# Tapering legs idea



## Pirate (Jul 23, 2009)

After reading a post on tapering legs, I wondered if anyone tapered legs on a thickness planer?
I make a tapered sled to taper Pizza paddles and it worked great.
It would be an easy way to taper 4 legs at a time.


----------



## ducbsa (Jul 6, 2014)

Any photos available?


----------



## 4DThinker (Mar 13, 2013)

We've cut tapered slats for a wood rocker laminated glue-up using a 12" planer. Worked fine. Same jig or a slight variation could hold legs such that the planer would taper one side at a time. Have to step down into the cut to keep each step within the planer's bite limits.

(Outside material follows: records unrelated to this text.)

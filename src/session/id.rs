//! Session identifier generation.

use rand::RngCore;

/// Symbols a session identifier is drawn from, in index order.
pub const ALPHABET: &[u8; 62] = b"0123456789ABCDEFGHIJKLMNOPQRSTUVWXYZabcdefghijklmnopqrstuvwxyz";

/// Default identifier length.
pub const DEFAULT_SID_LENGTH: usize = 40;

/// Map one random byte onto the alphabet.
///
/// Uses `floor(byte * 62 / 256)`, so every byte value lands on a symbol
/// without rejection sampling.
pub fn symbol_for(byte: u8) -> char {
    let index = usize::from(byte) * ALPHABET.len() / 256;
    char::from(ALPHABET[index])
}

/// Produces fixed-length alphanumeric session identifiers.
///
/// The generator only produces candidates; uniqueness against the store is
/// checked by [`SessionManager::create_sid`](super::SessionManager::create_sid).
#[derive(Debug, Clone, Copy, PartialEq, Eq)]
pub struct SidGenerator {
    length: usize,
}

impl SidGenerator {
    pub fn new(length: usize) -> Self {
        Self { length }
    }

    pub fn length(&self) -> usize {
        self.length
    }

    /// Generate a candidate from the thread-local CSPRNG.
    pub fn generate(&self) -> String {
        self.generate_with(&mut rand::rng())
    }

    /// Generate a candidate from the given random source.
    pub fn generate_with<R: RngCore + ?Sized>(&self, rng: &mut R) -> String {
        let mut bytes = vec![0u8; self.length];
        rng.fill_bytes(&mut bytes);
        bytes.into_iter().map(symbol_for).collect()
    }

    /// Whether `candidate` could have come from this generator.
    pub fn is_well_formed(&self, candidate: &str) -> bool {
        candidate.len() == self.length && candidate.bytes().all(|b| b.is_ascii_alphanumeric())
    }
}

impl Default for SidGenerator {
    fn default() -> Self {
        Self::new(DEFAULT_SID_LENGTH)
    }
}

#[cfg(test)]
mod tests {
    use super::*;
    use rand::rngs::StdRng;
    use rand::SeedableRng;
    use std::collections::HashSet;

    #[test]
    fn test_symbol_mapping_bounds() {
        assert_eq!(symbol_for(0), '0');
        assert_eq!(symbol_for(4), '0');
        assert_eq!(symbol_for(5), '1');
        assert_eq!(symbol_for(255), 'z');
    }

    #[test]
    fn test_every_byte_maps_into_alphabet() {
        let symbols: HashSet<char> = (0..=255u8).map(symbol_for).collect();
        assert_eq!(symbols.len(), ALPHABET.len());
    }

    #[test]
    fn test_length_and_alphabet() {
        let generator = SidGenerator::default();
        let sid = generator.generate();
        assert_eq!(sid.len(), DEFAULT_SID_LENGTH);
        assert!(sid.chars().all(|c| c.is_ascii_alphanumeric()));
        assert!(generator.is_well_formed(&sid));
    }

    #[test]
    fn test_custom_length() {
        let generator = SidGenerator::new(12);
        assert_eq!(generator.generate().len(), 12);
    }

    #[test]
    fn test_deterministic_with_seeded_rng() {
        let generator = SidGenerator::new(24);
        let a = generator.generate_with(&mut StdRng::seed_from_u64(7));
        let b = generator.generate_with(&mut StdRng::seed_from_u64(7));
        let c = generator.generate_with(&mut StdRng::seed_from_u64(8));
        assert_eq!(a, b);
        assert_ne!(a, c);
    }

    #[test]
    fn test_uniqueness() {
        let generator = SidGenerator::default();
        let mut seen = HashSet::new();
        for _ in 0..10_000 {
            let sid = generator.generate();
            assert!(seen.insert(sid.clone()), "Duplicate sid generated: {}", sid);
        }
    }

    #[test]
    fn test_well_formed() {
        let generator = SidGenerator::new(8);
        assert!(generator.is_well_formed("abcDEF12"));
        assert!(!generator.is_well_formed("abcDEF1"));
        assert!(!generator.is_well_formed("abcDEF123"));
        assert!(!generator.is_well_formed("abc-EF12"));
        assert!(!generator.is_well_formed(""));
    }
}
//! CLI integration tests.
//!
//! These tests verify the CLI argument parsing and configuration loading.

use std::ffi::OsString;
use std::io::Write;
use tempfile::NamedTempFile;

use header_session::cli::{parse_args_from, Args};
use header_session::config::{Config, ConfigError};

fn args(args: &[&str]) -> Vec<OsString> {
    std::iter::once("header-session")
        .chain(args.iter().copied())
        .map(OsString::from)
        .collect()
}

fn config_file(json: &str) -> NamedTempFile {
    let mut file = NamedTempFile::new().unwrap();
    file.write_all(json.as_bytes()).unwrap();
    file
}

// ============================================================================
// CLI Argument Tests
// ============================================================================

#[test]
fn test_cli_defaults() {
    let result = parse_args_from(args(&[])).unwrap();

    assert!(result.host.is_none());
    assert!(result.port.is_none());
    assert!(result.config.is_none());
    assert!(result.redis_url.is_none());
    assert!(!result.admin);
}

#[test]
fn test_cli_full_options() {
    let result = parse_args_from(args(&[
        "-H",
        "0.0.0.0",
        "-p",
        "8080",
        "-r",
        "redis://cache:6379/1",
        "-t",
        "3600",
        "-l",
        "debug",
        "--persist",
        "--admin",
    ]))
    .unwrap();

    assert_eq!(result.host, Some("0.0.0.0".parse().unwrap()));
    assert_eq!(result.port, Some(8080));
    assert_eq!(result.redis_url.as_deref(), Some("redis://cache:6379/1"));
    assert_eq!(result.ttl, Some(3600));
    assert_eq!(result.log_level.as_deref(), Some("debug"));
    assert!(result.persist);
    assert!(result.admin);
    assert!(!result.debug);
}

#[test]
fn test_cli_config_file() {
    let result = parse_args_from(args(&["-c", "/etc/header-session.json"])).unwrap();

    assert_eq!(
        result.config.unwrap().to_str().unwrap(),
        "/etc/header-session.json"
    );
}

#[test]
fn test_cli_invalid_values() {
    assert!(parse_args_from(args(&["-p", "not-a-number"])).is_err());
    assert!(parse_args_from(args(&["-H", "not-an-ip"])).is_err());
    assert!(parse_args_from(args(&["-t", "soon"])).is_err());
    assert!(parse_args_from(args(&["--unknown"])).is_err());
}

// ============================================================================
// Configuration Loading Tests
// ============================================================================

#[test]
fn test_config_from_json_file() {
    let file = config_file(
        r#"{
        "server": {
            "host": "192.168.1.100",
            "port": 9000,
            "graceful_shutdown": false
        },
        "session": {
            "ttl_secs": 120,
            "debug": true,
            "admin_operations": true,
            "sid_length": 32,
            "key_prefix": "app:sess:",
            "connection": {
                "host": "10.0.0.9",
                "username": "svc",
                "password": "pw"
            }
        },
        "logging": {
            "level": "debug"
        }
    }"#,
    );

    let config = Config::from_file(file.path()).unwrap();

    assert_eq!(config.server.host, "192.168.1.100");
    assert_eq!(config.server.port, 9000);
    assert!(!config.server.graceful_shutdown);
    assert_eq!(config.session.ttl_secs, 120);
    assert!(config.session.debug);
    assert!(config.session.admin_operations);
    assert_eq!(config.session.sid_length, 32);
    assert_eq!(config.session.key_prefix, "app:sess:");
    assert_eq!(
        config.session.connection.to_url(),
        "redis://svc:pw@10.0.0.9:6379"
    );
    assert_eq!(config.logging.level, "debug");
}

#[test]
fn test_config_priority_cli_over_file() {
    let file = config_file(
        r#"{
        "server": { "host": "10.0.0.1", "port": 5000 },
        "session": { "ttl_secs": 60, "persist": false }
    }"#,
    );

    let args = Args {
        host: Some("192.168.1.1".parse().unwrap()),
        port: Some(8080),
        config: Some(file.path().to_path_buf()),
        ttl: Some(900),
        persist: true,
        ..Args::default()
    };

    let config = Config::load(&args).unwrap();

    assert_eq!(config.server.host, "192.168.1.1");
    assert_eq!(config.server.port, 8080);
    assert_eq!(config.session.ttl_secs, 900);
    assert!(config.session.persist);
}

#[test]
fn test_config_file_server_used_without_cli_flags() {
    let file = config_file(r#"{ "server": { "host": "0.0.0.0", "port": 9100 } }"#);

    let args = parse_args_from(args(&["-c", file.path().to_str().unwrap()])).unwrap();
    let config = Config::load(&args).unwrap();

    assert_eq!(config.server.host, "0.0.0.0");
    assert_eq!(config.server.port, 9100);
}

#[test]
fn test_config_load_rejects_oversized_ttl() {
    let args = Args {
        ttl: Some(u64::MAX),
        ..Args::default()
    };

    assert!(matches!(
        Config::load(&args),
        Err(ConfigError::InvalidValue("ttl_secs", _))
    ));
}

#[test]
fn test_config_load_rejects_invalid_session() {
    let file = config_file(r#"{ "session": { "sid_header": "two words" } }"#);

    let args = Args {
        config: Some(file.path().to_path_buf()),
        ..Args::default()
    };

    assert!(matches!(
        Config::load(&args),
        Err(ConfigError::InvalidHeader(_))
    ));
}

#[test]
fn test_config_missing_file() {
    let args = Args {
        config: Some("/nonexistent/header-session.json".into()),
        ..Args::default()
    };

    assert!(matches!(Config::load(&args), Err(ConfigError::Io(_))));
}

#[test]
fn test_config_to_server_config() {
    let args = Args {
        host: Some("0.0.0.0".parse().unwrap()),
        port: Some(8080),
        ..Args::default()
    };

    let config = Config::load(&args).unwrap();
    let server_config = config.to_server_config().unwrap();

    assert_eq!(server_config.host, "0.0.0.0");
    assert_eq!(server_config.port, 8080);
}

// ============================================================================
// Configuration Serialization Tests
// ============================================================================

#[test]
fn test_config_roundtrip() {
    let original = Config::default();
    let json = serde_json::to_string(&original).unwrap();
    let loaded: Config = serde_json::from_str(&json).unwrap();

    assert_eq!(original.server.host, loaded.server.host);
    assert_eq!(original.server.port, loaded.server.port);
    assert_eq!(original.session, loaded.session);
}

#[test]
fn test_config_partial_deserialization() {
    let json = r#"{"session": {"persist": true}}"#;
    let config: Config = serde_json::from_str(json).unwrap();

    assert!(config.session.persist);
    assert_eq!(config.session.ttl_secs, 600);
    assert_eq!(config.session.sid_header, "Session-Id");
    assert!(config.server.graceful_shutdown);
}
//! HTTP layer for header-session.
//!
//! This module provides the session-resolving middleware and a small REST
//! surface for inspecting and editing the current session.
//!
//! ## Endpoints
//!
//! - `GET /health` - Health check (no session)
//! - `GET /` - API information
//! - `GET /session` - Current session
//! - `PUT /session` - Merge a JSON object into the current session
//! - `DELETE /session` - Destroy the current session
//! - `GET /admin/sessions` - List session ids (admin operations only)
//! - `DELETE /admin/sessions` - Destroy all sessions (admin operations only)
//!
//! ## Example
//!
//! ```no_run
//! use std::sync::Arc;
//! use header_session::api::{serve, AppState, ServerConfig};
//! use header_session::{SessionConfig, SessionManager};
//!
//! #[tokio::main]
//! async fn main() -> header_session::Result<()> {
//!     let sessions = SessionManager::connect(SessionConfig::default()).await?;
//!     let state = AppState::new(Arc::new(sessions));
//!     serve(ServerConfig::new("127.0.0.1", 3000), state).await
//! }
//! ```

pub mod handlers;
pub mod middleware;
pub mod router;
pub mod types;

// Re-export commonly used types
pub use handlers::AppState;
pub use middleware::{resolve, resolve_session, SessionEnded, SessionRouterExt};
pub use router::{create_router, serve, ServerConfig};
pub use types::{ErrorResponse, ListSessionsResponse, SessionResponse};
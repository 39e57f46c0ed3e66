//! Session management module.
//!
//! This module provides session identifier generation, the session record
//! type, and the [`SessionManager`] that persists records in the store.

mod id;
mod manager;
mod record;

pub use id::{symbol_for, SidGenerator, ALPHABET, DEFAULT_SID_LENGTH};
pub use manager::SessionManager;
pub use record::{Session, SessionData, SID_FIELD};
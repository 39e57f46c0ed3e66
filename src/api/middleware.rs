//! Request session resolution.
//!
//! For every request the resolver decides between reusing the presented
//! session, or minting a new one when the header is missing, malformed or
//! names a session that no longer exists. Every failure fails open: the
//! request continues without a session and without the response header.

use std::sync::Arc;

use axum::{
    extract::{Request, State},
    http::{HeaderMap, HeaderValue},
    middleware::{from_fn_with_state, Next},
    response::Response,
    Router,
};

use crate::session::{Session, SessionData, SessionManager};

/// What the inbound session header told us.
#[derive(Debug, Clone, Copy, PartialEq, Eq)]
enum Inbound<'a> {
    NoHeader,
    Invalid,
    Presented(&'a str),
}

fn inbound<'a>(manager: &SessionManager, headers: &'a HeaderMap) -> Inbound<'a> {
    // HeaderMap lookups are case-insensitive.
    match headers.get(manager.sid_header()) {
        None => Inbound::NoHeader,
        Some(value) => match value.to_str() {
            Ok(sid) if manager.generator().is_well_formed(sid) => Inbound::Presented(sid),
            _ => Inbound::Invalid,
        },
    }
}

/// Resolve, persist and return the session for a request.
///
/// Returns `None` when any store step fails.
pub async fn resolve(manager: &SessionManager, headers: &HeaderMap) -> Option<Session> {
    let reused = match inbound(manager, headers) {
        Inbound::Presented(sid) => match manager.exists(sid).await {
            Ok(true) => match manager.load(sid).await {
                Ok(Some(data)) => Some((sid.to_string(), data)),
                // Expired between the existence check and the read.
                Ok(None) => None,
                Err(err) => {
                    tracing::warn!(error = %err, "session load failed; continuing without session");
                    return None;
                }
            },
            Ok(false) => {
                tracing::debug!("unknown or expired session id presented");
                None
            }
            Err(err) => {
                tracing::warn!(error = %err, "session lookup failed; continuing without session");
                return None;
            }
        },
        Inbound::Invalid => {
            tracing::debug!("malformed session header ignored");
            None
        }
        Inbound::NoHeader => None,
    };

    let (sid, mut data) = match reused {
        Some(found) => found,
        None => match manager.create_sid().await {
            Ok(sid) => {
                tracing::debug!(sid = %sid, "new session");
                (sid, SessionData::new())
            }
            Err(err) => {
                tracing::warn!(error = %err, "session id generation failed; continuing without session");
                return None;
            }
        },
    };

    data.set_sid(&sid);
    if let Err(err) = manager.save(&sid, &data).await {
        tracing::warn!(error = %err, "session save failed; continuing without session");
        return None;
    }

    Some(Session::new(sid, data))
}

/// Response extension telling [`resolve_session`] the handler destroyed the
/// request's session, so its identifier is not echoed back.
#[derive(Debug, Clone, Copy, Default)]
pub struct SessionEnded;

/// Axum middleware attaching a [`Session`] to each request.
///
/// Use with [`axum::middleware::from_fn_with_state`], or through
/// [`SessionRouterExt::with_sessions`]. The session identifier is echoed in
/// the configured response header unless the handler already set it or
/// marked the response with [`SessionEnded`].
pub async fn resolve_session(
    State(manager): State<Arc<SessionManager>>,
    mut request: Request,
    next: Next,
) -> Response {
    let Some(session) = resolve(&manager, request.headers()).await else {
        return next.run(request).await;
    };

    let header_value = HeaderValue::from_str(session.sid()).ok();
    request.extensions_mut().insert(session);

    let mut response = next.run(request).await;
    if response.extensions().get::<SessionEnded>().is_some() {
        return response;
    }
    if let Some(value) = header_value {
        response
            .headers_mut()
            .entry(manager.sid_header().clone())
            .or_insert(value);
    }
    response
}

/// Mount the session resolver on a router.
pub trait SessionRouterExt {
    /// Resolve a session for every route currently on this router.
    fn with_sessions(self, manager: Arc<SessionManager>) -> Self;
}

impl<S> SessionRouterExt for Router<S>
where
    S: Clone + Send + Sync + 'static,
{
    fn with_sessions(self, manager: Arc<SessionManager>) -> Self {
        self.route_layer(from_fn_with_state(manager, resolve_session))
    }
}

#[cfg(test)]
mod tests {
    use super::*;
    use async_trait::async_trait;
    use axum::{body::Body, http::StatusCode, routing::get, Extension};
    use tokio::sync::broadcast;
    use tower::ServiceExt;

    use crate::config::SessionConfig;
    use crate::error::SessionError;
    use crate::store::{ConnectionEvent, MemoryBackend, SessionBackend};
    use crate::Result;

    /// Reads from an in-process store but rejects every write.
    struct ReadOnlyBackend {
        inner: MemoryBackend,
    }

    #[async_trait]
    impl SessionBackend for ReadOnlyBackend {
        async fn exists(&self, key: &str) -> Result<bool> {
            self.inner.exists(key).await
        }

        async fn get(&self, key: &str) -> Result<Option<String>> {
            self.inner.get(key).await
        }

        async fn set(&self, _key: &str, _value: &str) -> Result<()> {
            Err(SessionError::Store("READONLY".into()))
        }

        async fn set_with_expiry(&self, _key: &str, _value: &str, _ttl_secs: u64) -> Result<()> {
            Err(SessionError::Store("READONLY".into()))
        }

        async fn delete(&self, key: &str) -> Result<bool> {
            self.inner.delete(key).await
        }

        async fn delete_all(&self) -> Result<()> {
            self.inner.delete_all().await
        }

        async fn list_keys(&self, pattern: &str) -> Result<Vec<String>> {
            self.inner.list_keys(pattern).await
        }

        async fn refresh_expiry(&self, key: &str, ttl_secs: u64) -> Result<bool> {
            self.inner.refresh_expiry(key, ttl_secs).await
        }

        async fn disconnect(&self) -> Result<()> {
            self.inner.disconnect().await
        }

        fn subscribe(&self) -> broadcast::Receiver<ConnectionEvent> {
            self.inner.subscribe()
        }
    }

    fn manager() -> (Arc<SessionManager>, Arc<MemoryBackend>) {
        let backend = Arc::new(MemoryBackend::new());
        let config = SessionConfig {
            sid_length: 12,
            ..SessionConfig::default()
        };
        let manager = SessionManager::with_backend(config, backend.clone()).unwrap();
        (Arc::new(manager), backend)
    }

    fn headers_with(value: &str) -> HeaderMap {
        let mut headers = HeaderMap::new();
        headers.insert("session-id", HeaderValue::from_str(value).unwrap());
        headers
    }

    #[tokio::test]
    async fn test_no_header_mints_session() {
        let (manager, _) = manager();
        let session = resolve(&manager, &HeaderMap::new()).await.unwrap();

        assert_eq!(session.sid().len(), 12);
        assert_eq!(session.data().sid(), Some(session.sid()));
        assert!(manager.exists(session.sid()).await.unwrap());
    }

    #[tokio::test]
    async fn test_valid_header_reuses_session() {
        let (manager, _) = manager();
        let mut data = SessionData::new();
        data.insert("visits", 3);
        manager.save("AAAAbbbb1234", &data).await.unwrap();

        let session = resolve(&manager, &headers_with("AAAAbbbb1234")).await.unwrap();
        assert_eq!(session.sid(), "AAAAbbbb1234");
        assert_eq!(session.data().get("visits"), Some(&serde_json::json!(3)));
    }

    #[tokio::test]
    async fn test_header_name_case_insensitive() {
        let (manager, _) = manager();
        manager.save("AAAAbbbb1234", &SessionData::new()).await.unwrap();

        let mut headers = HeaderMap::new();
        headers.insert(
            axum::http::HeaderName::from_bytes(b"SESSION-ID").unwrap(),
            HeaderValue::from_static("AAAAbbbb1234"),
        );
        let session = resolve(&manager, &headers).await.unwrap();
        assert_eq!(session.sid(), "AAAAbbbb1234");
    }

    #[tokio::test]
    async fn test_unknown_sid_gets_new_session() {
        let (manager, _) = manager();
        let session = resolve(&manager, &headers_with("neverIssued1")).await.unwrap();
        assert_ne!(session.sid(), "neverIssued1");
        assert!(!manager.exists("neverIssued1").await.unwrap());
    }

    #[tokio::test]
    async fn test_malformed_sid_gets_new_session() {
        let (manager, backend) = manager();
        let session = resolve(&manager, &headers_with("short")).await.unwrap();
        assert_ne!(session.sid(), "short");
        assert_eq!(backend.len(), 1);
    }

    #[tokio::test]
    async fn test_store_failure_fails_open() {
        let (manager, backend) = manager();
        backend.disconnect().await.unwrap();

        assert!(resolve(&manager, &HeaderMap::new()).await.is_none());
        assert!(resolve(&manager, &headers_with("AAAAbbbb1234")).await.is_none());
    }

    #[tokio::test]
    async fn test_corrupt_record_fails_open() {
        let (manager, backend) = manager();
        backend.set("sess:AAAAbbbb1234", "{oops").await.unwrap();

        assert!(resolve(&manager, &headers_with("AAAAbbbb1234")).await.is_none());
    }

    #[tokio::test]
    async fn test_save_failure_fails_open() {
        let inner = MemoryBackend::new();
        inner
            .set("sess:AAAAbbbb1234", r#"{"sid":"AAAAbbbb1234"}"#)
            .await
            .unwrap();
        let config = SessionConfig {
            sid_length: 12,
            ..SessionConfig::default()
        };
        let manager = Arc::new(
            SessionManager::with_backend(config, Arc::new(ReadOnlyBackend { inner })).unwrap(),
        );

        // Existence check and load succeed; only the write fails.
        assert!(manager.exists("AAAAbbbb1234").await.unwrap());
        assert!(resolve(&manager, &headers_with("AAAAbbbb1234")).await.is_none());

        async fn has_session(session: Option<Session>) -> &'static str {
            if session.is_some() {
                "attached"
            } else {
                "none"
            }
        }
        let app: Router = Router::new()
            .route("/", get(has_session))
            .with_sessions(manager);
        let request = axum::http::Request::builder()
            .uri("/")
            .header("session-id", "AAAAbbbb1234")
            .body(Body::empty())
            .unwrap();
        let response = app.oneshot(request).await.unwrap();

        assert_eq!(response.status(), StatusCode::OK);
        assert!(!response.headers().contains_key("session-id"));
        let body = axum::body::to_bytes(response.into_body(), usize::MAX)
            .await
            .unwrap();
        assert_eq!(&body[..], b"none");
    }

    #[tokio::test]
    async fn test_ended_session_not_echoed() {
        let (manager, _) = manager();

        async fn end() -> (Extension<SessionEnded>, StatusCode) {
            (Extension(SessionEnded), StatusCode::NO_CONTENT)
        }
        let app: Router = Router::new()
            .route("/end", get(end))
            .route("/keep", get(|| async { StatusCode::NO_CONTENT }))
            .with_sessions(manager);

        let request = |uri: &str| {
            axum::http::Request::builder()
                .uri(uri)
                .body(Body::empty())
                .unwrap()
        };
        let response = app.clone().oneshot(request("/end")).await.unwrap();
        assert!(!response.headers().contains_key("session-id"));

        let response = app.oneshot(request("/keep")).await.unwrap();
        assert!(response.headers().contains_key("session-id"));
    }
}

Helps to feed wood in so blades are cutting uphill into the grain.


----------



## Oneal-Woodworking (Apr 14, 2013)

Pirate said:


> After reading a post on tapering legs, I wondered if anyone tapered legs on a thickness planer?
> I make a tapered sled to taper Pizza paddles and it worked great.
> It would be an easy way to taper 4 legs at a time.


I saved this leg sled from the last set I did and just 'redid' the blocking to fit the new 'line' that I wanted to cut on the legs being done currently.










The piece of 3/4 plywood in the front of this leg with the lines drawn on it - That is my 'pattern' if you will and it is used to help set the blocks properly so that the line going from side to side in the picture is the same distance from the bottom of the sled on both sides. 

The general idea is to cut to that line and with planers you generally measure from the bottom. :yes:


----------